Evidence for Tighter Binding of Magnesium-Thiamine Pyrophosphate to α-Ketoglutarate Dehydrogenase When Activated by Adenosine Monophosphate

Abstract

Abstract The complex of α-ketoglutarate dehydrogenase with lipoyl transsuccinylase isolated from cauliflower florets and assayed with exogenous lipoyl dehydrogenase is strongly activated by adenosine 5'-monophosphate. The fact that cauliflower α-ketoglutarate dehydrogenase is free of bound thiamine pyrophosphate as isolated makes possible measurement of the influence of AMP on the binding of this cofactor to the enzyme. The presence of AMP causes an increase in the Vmax of the reaction and a decrease in the Km for Mg-thiamine-PPi. The kinetic indication of tighter binding of Mgthiamine-PPi implicit in the smaller Km is confirmed by independent and more direct measurements of the dissociation of the enzyme-cofactor complex. The half-time for dissociation of the complex of the enzyme with Mg-thiaminePPi is 5 ½ min. In the presence of AMP, the half-time of dissociation is increased to 179 min.

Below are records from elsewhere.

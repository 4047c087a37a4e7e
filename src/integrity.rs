//! C4 — reference & integrity engine.
//!
//! Grounded on `FlowsStorage.delete_flow`'s cascade flag in
//! `original_source/app/storage/endpoints/flows/flows_storage.py`: deleting
//! a flow with `cascade=False` while dependent segments exist is rejected
//! (mapped here to `TamsError::DependentEntitiesExist`, HTTP 409) rather than
//! the original's bare `ValueError`. These functions take repository handles
//! rather than owning them, so the suspending I/O stays in the repositories
//! and this module's branching logic is easy to read as pure decision-making
//! (§5).

use crate::error::TamsError;
use crate::models::{DeletionStatus, FlowDeleteRequest, Segment};
use crate::repositories::{FlowDeleteRequestRepo, FlowRepo, ObjectRepo, SegmentRepo, SourceRepo};
use crate::time_range::TimeRange;
use uuid::Uuid;

/// Default for §6.4's `async_delete_threshold` — range-deletes with more
/// overlapping segments than this are promoted to the async worker instead
/// of running inline (§4.4). The live value is read from `AppConfig` and
/// threaded in by callers; this is only the documented default.
pub const DEFAULT_ASYNC_DELETE_THRESHOLD: usize = 500;

pub enum SegmentDeleteOutcome {
    Completed(Vec<Segment>),
    Promoted(FlowDeleteRequest),
}

/// Deletes a source. With `cascade=false`, refuses if any Flow still
/// references it (I4). With `cascade=true`, cascade-deletes every dependent
/// Flow (and in turn its Segments) before removing the Source row. Object
/// rows and bytes are never touched (§4.4 "Delete-source").
pub async fn delete_source(
    sources: &SourceRepo,
    flows: &FlowRepo,
    segments: &SegmentRepo,
    objects: &ObjectRepo,
    source_id: Uuid,
    cascade: bool,
) -> Result<(), TamsError> {
    sources.get(source_id).await?;
    let filters = crate::repositories::flow::FlowListFilters {
        source_id: Some(source_id),
        ..Default::default()
    };
    let dependents = flows.list(filters, u32::MAX).await?;

    if !dependents.is_empty() && !cascade {
        return Err(TamsError::DependentEntitiesExist(format!(
            "source '{source_id}' has {} dependent flow(s); pass cascade=true to delete them",
            dependents.len()
        )));
    }

    for flow in &dependents {
        delete_flow(flows, segments, objects, flow.id(), true).await?;
    }

    sources.delete(source_id).await
}

/// Deletes a flow. With `cascade=false`, refuses if segments remain.
/// With `cascade=true`, deletes all segments first (releasing object
/// references), then the flow row itself.
pub async fn delete_flow(
    flows: &FlowRepo,
    segments: &SegmentRepo,
    objects: &ObjectRepo,
    flow_id: Uuid,
    cascade: bool,
) -> Result<(), TamsError> {
    let flow = flows.get(flow_id).await?;
    if flow.is_read_only() {
        return Err(TamsError::ReadOnlyFlow { flow_id: flow_id.to_string() });
    }

    let existing = segments.list_for_flow(flow_id, None, u32::MAX).await?;
    if !existing.is_empty() && !cascade {
        return Err(TamsError::DependentEntitiesExist(format!(
            "flow '{flow_id}' has {} segment(s); pass cascade=true to delete them",
            existing.len()
        )));
    }

    if !existing.is_empty() {
        let deleted = segments.delete_range(flow_id, None).await?;
        release_object_references(objects, flow_id, &deleted).await?;
    }

    flows.delete(flow_id).await
}

/// Deletes segments overlapping `range` (or the whole timeline if `None`),
/// promoting range-deletes with more than `threshold` overlapping rows to
/// the async worker per §4.4.
pub async fn delete_segments(
    flows: &FlowRepo,
    segments: &SegmentRepo,
    objects: &ObjectRepo,
    delete_requests: &FlowDeleteRequestRepo,
    flow_id: Uuid,
    range: Option<TimeRange>,
    threshold: usize,
) -> Result<SegmentDeleteOutcome, TamsError> {
    let flow = flows.get(flow_id).await?;
    if flow.is_read_only() {
        return Err(TamsError::ReadOnlyFlow { flow_id: flow_id.to_string() });
    }

    if let Some(r) = range {
        let overlapping = segments.count_overlapping(flow_id, r).await?;
        if overlapping > threshold {
            let req = FlowDeleteRequest::new(flow_id, Some(r));
            delete_requests.create(&req).await?;
            return Ok(SegmentDeleteOutcome::Promoted(req));
        }
    }

    let deleted = segments.delete_range(flow_id, range).await?;
    release_object_references(objects, flow_id, &deleted).await?;
    Ok(SegmentDeleteOutcome::Completed(deleted))
}

/// Deletes an Object's row. Guarded by I3: refuses while any Flow still
/// references it. The physical bytes are left in place either way — an
/// out-of-band compactor, not this engine, sweeps orphaned keys (§4.4
/// "Delete-object").
pub async fn delete_object(objects: &ObjectRepo, object_id: &str) -> Result<(), TamsError> {
    let object = objects.get(object_id).await?;
    if !object.referenced_by_flows.is_empty() {
        return Err(TamsError::ObjectStillReferenced { object_id: object_id.to_string() });
    }
    objects.delete(object_id).await
}

/// Removes `flow_id`'s reference from every object backing `deleted`
/// segments. Neither the Object row nor its object-store bytes are ever
/// touched here — only `delete_object` removes a row, and even that leaves
/// the bytes for the compactor (§4.4).
async fn release_object_references(objects: &ObjectRepo, flow_id: Uuid, deleted: &[Segment]) -> Result<(), TamsError> {
    for segment in deleted {
        objects.remove_reference(&segment.object_id, flow_id).await?;
    }
    Ok(())
}

/// Executes one claimed `FlowDeleteRequest` to completion (used by C7's
/// worker loop). Batches the range-delete the same way the inline path does,
/// since by the time the worker runs, the row count may have changed.
pub async fn execute_delete_request(
    segments: &SegmentRepo,
    objects: &ObjectRepo,
    request: &FlowDeleteRequest,
) -> Result<(), TamsError> {
    if request.status != DeletionStatus::InProgress {
        return Err(TamsError::Internal(format!(
            "delete request '{}' is not in_progress (got {:?})",
            request.id, request.status
        )));
    }
    let deleted = segments.delete_range(request.flow_id, request.timerange).await?;
    release_object_references(objects, request.flow_id, &deleted).await
}

#[cfg(test)]
mod tests {
    use super::DEFAULT_ASYNC_DELETE_THRESHOLD;

    #[test]
    fn threshold_matches_promotion_boundary() {
        assert_eq!(DEFAULT_ASYNC_DELETE_THRESHOLD, 500);
    }
}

The slower rate constant for the dissociation of the enzyme-Mg-thiamine-PPi complex is paralleled by a more rapid rate constant for the association of these components in the presence of AMP. The α-ketoglutarate dehydrogenase reaction can utilize Ca2+, Mg2+, or Sr2+, although at significantly different rates. In the presence of AMP, the rate with any of these ions is stimulated and reaches approximately the same value regardless of which ion is supplied.